Lines containing "tasks": state how many there are in these entries, and write only that number.

[Data excerpts]
·····
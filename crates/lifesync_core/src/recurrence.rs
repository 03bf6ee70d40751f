//! Recurrence evaluation for tasks.
//!
//! # Responsibility
//! - Decide whether a task applies to a calendar day.
//! - Decide whether a task counts as completed on a calendar day.
//!
//! # Invariants
//! - Pure functions: no clock access, no mutation.
//! - Only calendar days are compared; there is no time-of-day component.
//! - A weekly task never applies before its anchor date; the anchor day itself
//!   applies when its weekday matches.

use crate::model::task::{CompletionState, Recurrence, Task};
use chrono::{Days, NaiveDate};
use std::cmp::Ordering;

/// Returns whether `task` applies to `day`.
pub fn is_scheduled_on(task: &Task, day: NaiveDate) -> bool {
    match task.recurrence() {
        Recurrence::Once => day == task.date,
        Recurrence::Weekly(days) => day >= task.date && days.matches(day),
    }
}

/// Returns whether `task` counts as done on `day`.
///
/// One-off tasks ignore `day`; recurring tasks are done only on the day they
/// were last marked.
pub fn is_completed_on(task: &Task, day: NaiveDate) -> bool {
    match task.completion() {
        CompletionState::Once(completed) => completed,
        CompletionState::Recurring(last) => last == Some(day),
    }
}

/// Returns whether `task` applies to any of `span` consecutive days starting
/// at `start`.
pub fn is_scheduled_within(task: &Task, start: NaiveDate, span: u32) -> bool {
    (0..span).any(|offset| {
        start
            .checked_add_days(Days::new(u64::from(offset)))
            .is_some_and(|day| is_scheduled_on(task, day))
    })
}

/// Agenda ordering for `day`: open tasks first, then by priority
/// (`high` first). Equal keys keep their relative order under a stable sort.
pub fn agenda_order(a: &Task, b: &Task, day: NaiveDate) -> Ordering {
    is_completed_on(a, day)
        .cmp(&is_completed_on(b, day))
        .then(a.priority.cmp(&b.priority))
}

#[cfg(test)]
mod tests {
    use super::*;
    use crate::model::task::{Priority, TaskDraft, WeekdaySet};

    fn date(value: &str) -> NaiveDate {
        NaiveDate::parse_from_str(value, "%Y-%m-%d").unwrap()
    }

    fn mondays_from_new_year() -> Task {
        let draft =
            TaskDraft::new("review budget", date("2024-01-01")).weekly(WeekdaySet::from_indices([1]));
        Task::new("weekly".into(), draft, 0)
    }

    #[test]
    fn weekly_task_respects_anchor_and_weekday() {
        let task = mondays_from_new_year();
        assert!(is_scheduled_on(&task, date("2024-01-08")));
        assert!(!is_scheduled_on(&task, date("2023-12-25")));
        assert!(!is_scheduled_on(&task, date("2024-01-02")));
    }

    #[test]
    fn weekly_task_is_scheduled_on_matching_anchor_day() {
        let task = mondays_from_new_year();
        assert!(is_scheduled_on(&task, date("2024-01-01")));
    }

    #[test]
    fn weekly_task_with_no_days_is_never_scheduled() {
        let draft = TaskDraft::new("nothing", date("2024-01-01")).weekly(WeekdaySet::empty());
        let task = Task::new("empty".into(), draft, 0);
        assert!(!is_scheduled_within(&task, date("2024-01-01"), 28));
    }

    #[test]
    fn once_task_is_scheduled_only_on_its_date() {
        let task = Task::new("once".into(), TaskDraft::new("dentist", date("2024-03-05")), 0);
        assert!(is_scheduled_on(&task, date("2024-03-05")));
        assert!(!is_scheduled_on(&task, date("2024-03-06")));
        assert!(is_scheduled_within(&task, date("2024-02-28"), 7));
        assert!(!is_scheduled_within(&task, date("2024-02-27"), 7));
    }

    #[test]
    fn once_completion_ignores_reference_day() {
        let mut task = Task::new("once".into(), TaskDraft::new("dentist", date("2024-03-05")), 0);
        task.set_once_completed(true);
        for day in ["2020-01-01", "2024-03-05", "2030-12-31"] {
            assert!(is_completed_on(&task, date(day)));
        }
    }

    #[test]
    fn weekly_completion_matches_last_completed_day_only() {
        let mut task = mondays_from_new_year();
        task.set_last_completed_date(Some(date("2024-01-08")));
        assert!(is_completed_on(&task, date("2024-01-08")));
        assert!(!is_completed_on(&task, date("2024-01-15")));
    }

    #[test]
    fn agenda_order_puts_open_high_priority_first() {
        let day = date("2024-01-08");
        let low = Task::new(
            "low".into(),
            TaskDraft::new("low", day).priority(Priority::Low),
            0,
        );
        let mut done_high = Task::new(
            "done".into(),
            TaskDraft::new("done", day).priority(Priority::High),
            0,
        );
        done_high.set_once_completed(true);
        let high = Task::new(
            "high".into(),
            TaskDraft::new("high", day).priority(Priority::High),
            0,
        );

        let mut tasks = vec![&done_high, &low, &high];
        tasks.sort_by(|a, b| agenda_order(a, b, day));
        let ids: Vec<&str> = tasks.iter().map(|task| task.id.as_str()).collect();
        assert_eq!(ids, vec!["high", "low", "done"]);
    }
}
·····
→ **Response to the exercise**:
6